### What to work on
What you need to produce from the material below is an exact transcription of the lines from the one with "use lazy_static::lazy_static;" through the one with "static ref QUALIFIED_RE: Regex", both included, and no other line.

### Input records
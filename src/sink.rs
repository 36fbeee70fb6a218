//! Output boundary: serialize the assembled catalog.

use crate::assembler::Catalog;
use crate::error::Result;
use std::io::Write;
use std::path::PathBuf;

#[derive(Debug, Clone)]
pub enum OutputTarget {
    File(PathBuf),
    Stdout,
}

/// Render the catalog document: pretty JSON, keys already sorted by the
/// map, trailing newline.
pub fn render_catalog(catalog: &Catalog) -> Result<String> {
    let mut payload = serde_json::to_string_pretty(catalog)?;
    payload.push('\n');
    Ok(payload)
}

/// Single final write; per-table work is never interleaved with output.
pub fn write_catalog(catalog: &Catalog, target: &OutputTarget, echo_stdout: bool) -> Result<()> {
    let payload = render_catalog(catalog)?;
    match target {
        OutputTarget::File(path) => {
            std::fs::write(path, &payload)?;
            if echo_stdout {
                std::io::stdout().write_all(payload.as_bytes())?;
            }
        }
        OutputTarget::Stdout => {
            std::io::stdout().write_all(payload.as_bytes())?;
        }
    }
    Ok(())
}

#[cfg(test)]
mod tests {
    use super::*;
    use crate::assembler::CatalogEntry;

    #[test]
    fn test_render_is_sorted_and_newline_terminated() {
        let mut catalog = Catalog::new();
        for id in ["diamond_mart_b", "diamond_mart_a"] {
            catalog.insert(
                id.to_string(),
                CatalogEntry {
                    descricao: "d".to_string(),
                    contexto: "c\n".to_string(),
                    tags: Vec::new(),
                    sinonimos: Vec::new(),
                },
            );
        }
        let payload = render_catalog(&catalog).unwrap();
        assert!(payload.ends_with('\n'));
        let a = payload.find("diamond_mart_a").unwrap();
        let b = payload.find("diamond_mart_b").unwrap();
        assert!(a < b);
    }

    #[test]
    fn test_write_to_file_round_trips() {
        let mut catalog = Catalog::new();
        catalog.insert(
            "kpi_weekly".to_string(),
            CatalogEntry {
                descricao: "Métricas semanais.".to_string(),
                contexto: "Você é um analista de dados.\n".to_string(),
                tags: vec!["kpi".to_string()],
                sinonimos: Vec::new(),
            },
        );

        let path = std::env::temp_dir().join("lakecat_sink_test.json");
        write_catalog(&catalog, &OutputTarget::File(path.clone()), false).unwrap();

        let text = std::fs::read_to_string(&path).unwrap();
        let parsed: Catalog = serde_json::from_str(&text).unwrap();
        assert_eq!(parsed, catalog);
        std::fs::remove_file(&path).ok();
    }
}
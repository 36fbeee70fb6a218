//! Grounding validation for drafted catalog entries.
//!
//! Token matching is heuristic: natural language does not delimit
//! identifiers, so the rules here are conservative. Flagging a real
//! reference only costs a fallback to the baseline artifact; letting a
//! fabricated identifier through would mislead the SQL generator.
//!
//! A token "looks like a schema reference" when it is one of:
//! - a backtick-delimited span in `contexto`;
//! - the leading token of a `- ` line inside the `Colunas:` section;
//! - a dot-qualified identifier chain (`schema.table`, `table.column`, FQN);
//! - a bare lowercase snake_case word (at least one underscore).
//! Every such token is compared against the table's own identifiers with
//! case-insensitive exact matching, never substring matching, so columns
//! named like common words (`id`, `date`) resolve correctly.

use crate::drafter::LlmCatalogEntry;
use crate::schema::{ColumnInfo, TableInfo};
use lazy_static::lazy_static;
use regex::Regex;
use std::collections::HashSet;
use std::fmt;

lazy_static! {
    static ref BACKTICK_RE: Regex = Regex::new(r"`([^`]+)`").unwrap();
    static ref QUALIFIED_RE: Regex =
        Regex::new(r"\b[A-Za-z_][A-Za-z0-9_]*(?:\.[A-Za-z_][A-Za-z0-9_]*)+\b").unwrap();
    static ref SNAKE_RE: Regex = Regex::new(r"\b[a-z][a-z0-9]*(?:_[a-z0-9]+)+\b").unwrap();
}

/// Which artifact field a violation was found in.
#[derive(Debug, Clone, Copy, PartialEq, Eq)]
pub enum ArtifactField {
    Description,
    Context,
}

impl fmt::Display for ArtifactField {
    fn fmt(&self, f: &mut fmt::Formatter<'_>) -> fmt::Result {
        match self {
            ArtifactField::Description => write!(f, "descricao"),
            ArtifactField::Context => write!(f, "contexto"),
        }
    }
}

/// A reference in a drafted artifact with no matching schema fact.
#[derive(Debug, Clone)]
pub struct GroundingViolation {
    pub table: String,
    pub field: ArtifactField,
    pub token: String,
    pub reason: String,
}

impl GroundingViolation {
    fn new(table: &str, field: ArtifactField, token: &str, reason: &str) -> Self {
        Self {
            table: table.to_string(),
            field,
            token: token.to_string(),
            reason: reason.to_string(),
        }
    }
}

impl fmt::Display for GroundingViolation {
    fn fmt(&self, f: &mut fmt::Formatter<'_>) -> fmt::Result {
        write!(
            f,
            "{}: '{}' in {} ({})",
            self.table, self.token, self.field, self.reason
        )
    }
}

/// Check a candidate entry against the schema facts of its table.
///
/// Returns every violation found; an empty result means the candidate is
/// grounded and may be emitted as-is.
pub fn validate_entry(
    entry: &LlmCatalogEntry,
    table: &TableInfo,
    columns: &[ColumnInfo],
) -> Vec<GroundingViolation> {
    let fqn = table.fqn();
    let allowed: HashSet<String> = columns
        .iter()
        .map(|c| c.column_name.to_lowercase())
        .collect();
    let mut violations = Vec::new();

    // The context must cite its own table, in backticks, exactly once as
    // the only backticked reference.
    let expected = format!("`{}`", fqn);
    if !entry.contexto.contains(&expected) {
        violations.push(GroundingViolation::new(
            &fqn,
            ArtifactField::Context,
            &fqn,
            "contexto does not cite the expected table",
        ));
    }
    for capture in BACKTICK_RE.captures_iter(&entry.contexto) {
        let spanned = &capture[1];
        if spanned != fqn {
            violations.push(GroundingViolation::new(
                &fqn,
                ArtifactField::Context,
                spanned,
                "backticked reference to another object",
            ));
        }
    }

    check_column_section(entry, table, &allowed, &mut violations);
    scan_tokens(ArtifactField::Description, &entry.descricao, table, &allowed, &mut violations);
    scan_tokens(ArtifactField::Context, &entry.contexto, table, &allowed, &mut violations);

    violations
}

/// Lines of the `Colunas:` section must each name a real column.
fn check_column_section(
    entry: &LlmCatalogEntry,
    table: &TableInfo,
    allowed: &HashSet<String>,
    violations: &mut Vec<GroundingViolation>,
) {
    if allowed.is_empty() {
        return;
    }
    let fqn = table.fqn();
    let mut in_columns = false;
    let mut listed = 0usize;
    for line in entry.contexto.lines() {
        let trimmed = line.trim();
        if trimmed == "Colunas:" {
            in_columns = true;
            continue;
        }
        if trimmed == "Regras:" {
            in_columns = false;
            continue;
        }
        if in_columns && trimmed.starts_with("- ") {
            let token = leading_identifier(&trimmed[2..]);
            if token.is_empty() {
                continue;
            }
            if allowed.contains(&token.to_lowercase()) {
                listed += 1;
            } else {
                violations.push(GroundingViolation::new(
                    &fqn,
                    ArtifactField::Context,
                    token,
                    "column not present in schema",
                ));
            }
        }
    }
    if listed == 0 {
        violations.push(GroundingViolation::new(
            &fqn,
            ArtifactField::Context,
            "Colunas:",
            "no real columns listed",
        ));
    }
}

/// Leading identifier of a `- ` column line: everything up to the first
/// whitespace, `(` or `:`, minus a trailing period.
fn leading_identifier(text: &str) -> &str {
    text.trim()
        .split(|c: char| c.is_whitespace() || c == '(' || c == ':')
        .next()
        .unwrap_or("")
        .trim_end_matches('.')
}

fn scan_tokens(
    field: ArtifactField,
    text: &str,
    table: &TableInfo,
    allowed: &HashSet<String>,
    violations: &mut Vec<GroundingViolation>,
) {
    let fqn = table.fqn();
    for token in QUALIFIED_RE.find_iter(text) {
        if !qualified_token_is_grounded(token.as_str(), table, allowed) {
            violations.push(GroundingViolation::new(
                &fqn,
                field,
                token.as_str(),
                "qualified reference does not resolve to this table",
            ));
        }
    }
    for token in SNAKE_RE.find_iter(text) {
        if !bare_token_is_grounded(token.as_str(), table, allowed) {
            violations.push(GroundingViolation::new(
                &fqn,
                field,
                token.as_str(),
                "identifier not present in schema",
            ));
        }
    }
}

/// A dotted chain is grounded when it is the FQN (or its table-ending
/// suffix), optionally followed by one known column.
fn qualified_token_is_grounded(token: &str, table: &TableInfo, allowed: &HashSet<String>) -> bool {
    let segments: Vec<String> = token.split('.').map(str::to_lowercase).collect();
    let catalog = table.table_catalog.to_lowercase();
    let schema = table.table_schema.to_lowercase();
    let name = table.table_name.to_lowercase();

    let path_matches = |path: &[String]| -> bool {
        match path {
            [t] => *t == name,
            [s, t] => *s == schema && *t == name,
            [c, s, t] => *c == catalog && *s == schema && *t == name,
            _ => false,
        }
    };

    if path_matches(&segments) {
        return true;
    }
    if segments.len() >= 2 {
        let (path, last) = segments.split_at(segments.len() - 1);
        if path_matches(path) && allowed.contains(&last[0]) {
            return true;
        }
    }
    false
}

/// A bare snake_case word is grounded when it names a column of the table,
/// or the table/schema/catalog itself.
fn bare_token_is_grounded(token: &str, table: &TableInfo, allowed: &HashSet<String>) -> bool {
    let lowered = token.to_lowercase();
    allowed.contains(&lowered)
        || lowered == table.table_name.to_lowercase()
        || lowered == table.table_schema.to_lowercase()
        || lowered == table.table_catalog.to_lowercase()
}
//! Schema facts read from the warehouse metadata service.
//!
//! Facts are fetched fresh per generation run and never cached across runs;
//! everything downstream (drafting, grounding validation) treats them as
//! the single source of truth for what exists.

use crate::error::Result;
use async_trait::async_trait;
use serde::{Deserialize, Serialize};
use std::collections::HashMap;
use std::fmt;

/// Fully-qualified table identifier `(catalog, schema, table)`.
#[derive(Debug, Clone, PartialEq, Eq, PartialOrd, Ord, Hash, Serialize, Deserialize)]
pub struct TableRef {
    pub catalog: String,
    pub schema: String,
    pub table: String,
}

impl TableRef {
    pub fn fqn(&self) -> String {
        format!("{}.{}.{}", self.catalog, self.schema, self.table)
    }
}

impl fmt::Display for TableRef {
    fn fmt(&self, f: &mut fmt::Formatter<'_>) -> fmt::Result {
        write!(f, "{}.{}.{}", self.catalog, self.schema, self.table)
    }
}

/// One row of `system.information_schema.tables`.
#[derive(Debug, Clone, PartialEq, Eq, Serialize, Deserialize)]
pub struct TableInfo {
    pub table_catalog: String,
    pub table_schema: String,
    pub table_name: String,
    pub comment: Option<String>,
}

impl TableInfo {
    pub fn table_ref(&self) -> TableRef {
        TableRef {
            catalog: self.table_catalog.clone(),
            schema: self.table_schema.clone(),
            table: self.table_name.clone(),
        }
    }

    pub fn fqn(&self) -> String {
        format!("{}.{}.{}", self.table_catalog, self.table_schema, self.table_name)
    }
}

/// One row of `system.information_schema.columns` (or one `DESCRIBE` line).
#[derive(Debug, Clone, PartialEq, Eq, Serialize, Deserialize)]
pub struct ColumnInfo {
    pub table_name: String,
    pub column_name: String,
    pub data_type: Option<String>,
    pub comment: Option<String>,
    pub ordinal_position: Option<i64>,
}

/// Read-only access to warehouse schema metadata.
///
/// `describe_table` is the per-table fallback for when the bulk
/// `information_schema` view has no rows for a table; the generator treats
/// whichever source answered as authoritative.
#[async_trait]
pub trait SchemaSource: Send + Sync {
    async fn list_tables(
        &self,
        catalog: &str,
        schema: &str,
        table_like: &str,
    ) -> Result<Vec<TableInfo>>;

    async fn list_columns(&self, catalog: &str, schema: &str) -> Result<Vec<ColumnInfo>>;

    async fn describe_table(&self, fqn: &str) -> Result<Vec<ColumnInfo>>;
}

/// Group a bulk column listing by table name, preserving the listing order
/// (the query orders by ordinal position).
pub fn columns_by_table(columns: Vec<ColumnInfo>) -> HashMap<String, Vec<ColumnInfo>> {
    let mut by_table: HashMap<String, Vec<ColumnInfo>> = HashMap::new();
    for column in columns {
        by_table.entry(column.table_name.clone()).or_default().push(column);
    }
    by_table
}
use thiserror::Error;

#[derive(Error, Debug)]
pub enum CatalogError {
    #[error("Schema source unavailable: {0}")]
    SchemaUnavailable(String),

    #[error("LLM error: {0}")]
    Llm(String),

    #[error("Duplicate catalog id: {0}")]
    DuplicateCatalogId(String),

    #[error("Config error: {0}")]
    Config(String),

    #[error("IO error: {0}")]
    Io(#[from] std::io::Error),

    #[error("JSON error: {0}")]
    Json(#[from] serde_json::Error),
}

pub type Result<T> = std::result::Result<T, CatalogError>;
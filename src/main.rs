use anyhow::Result;
use clap::Parser;
use std::path::PathBuf;
use tracing::info;

use lakecat::config::{LlmConfig, WarehouseConfig};
use lakecat::generator::{CatalogGenerator, GenerateOptions};
use lakecat::llm::LlmClient;
use lakecat::sink::{write_catalog, OutputTarget};
use lakecat::warehouse::WarehouseClient;

#[derive(Parser)]
#[command(name = "lakecat")]
#[command(about = "Generates catalog contexts from the warehouse information_schema")]
struct Args {
    /// Warehouse catalog to scan (ex: dev)
    #[arg(long)]
    table_catalog: String,

    /// Warehouse schema to scan (ex: diamond)
    #[arg(long)]
    table_schema: String,

    /// SQL LIKE filter on table names (ex: mart_%)
    #[arg(long, default_value = "%")]
    table_like: String,

    /// Additional regex filter on table names (search semantics, ex: ^mart_.*_core$)
    #[arg(long)]
    table_regex: Option<String>,

    /// Optional prefix for catalog ids (ex: diamond_)
    #[arg(long)]
    id_prefix: Option<String>,

    /// Enrich descricao/contexto with an LLM (validated, with deterministic fallback)
    #[arg(long)]
    use_llm: bool,

    /// Model serving endpoint (default: env LLM_ENDPOINT)
    #[arg(long)]
    llm_endpoint: Option<String>,

    /// LLM temperature
    #[arg(long, default_value_t = 0.0)]
    llm_temperature: f64,

    /// Output path (JSON); omit to write the document to stdout
    #[arg(short, long)]
    output: Option<PathBuf>,

    /// Also print the JSON to stdout when --output is given
    #[arg(long)]
    stdout: bool,
}

#[tokio::main]
async fn main() -> Result<()> {
    dotenv::dotenv().ok();
    tracing_subscriber::fmt()
        .with_env_filter(
            tracing_subscriber::EnvFilter::try_from_default_env()
                .unwrap_or_else(|_| tracing_subscriber::EnvFilter::new("info")),
        )
        .with_writer(std::io::stderr)
        .init();

    let args = Args::parse();

    let warehouse = WarehouseClient::new(WarehouseConfig::from_env()?)?;
    let options = GenerateOptions {
        table_catalog: args.table_catalog.clone(),
        table_schema: args.table_schema.clone(),
        table_like: args.table_like.clone(),
        table_regex: args.table_regex.clone(),
        id_prefix: args.id_prefix.clone(),
    };

    let report = if args.use_llm {
        let llm = LlmClient::new(LlmConfig::from_env(
            args.llm_endpoint.clone(),
            args.llm_temperature,
        )?)?;
        CatalogGenerator::new(&warehouse)
            .with_model(&llm)
            .run(&options)
            .await?
    } else {
        CatalogGenerator::new(&warehouse).run(&options).await?
    };

    let target = match &args.output {
        Some(path) => OutputTarget::File(path.clone()),
        None => OutputTarget::Stdout,
    };
    write_catalog(&report.catalog, &target, args.stdout)?;

    match &args.output {
        Some(path) => info!(
            "OK: {} contextos gerados em '{}'.",
            report.catalog.len(),
            path.display()
        ),
        None => info!("OK: {} contextos gerados.", report.catalog.len()),
    }
    Ok(())
}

### Output for this task
use lazy_static::lazy_static;
use regex::Regex;
use std::collections::HashSet;
use std::fmt;

lazy_static! {
    static ref BACKTICK_RE: Regex = Regex::new(r"`([^`]+)`").unwrap();
    static ref QUALIFIED_RE: Regex =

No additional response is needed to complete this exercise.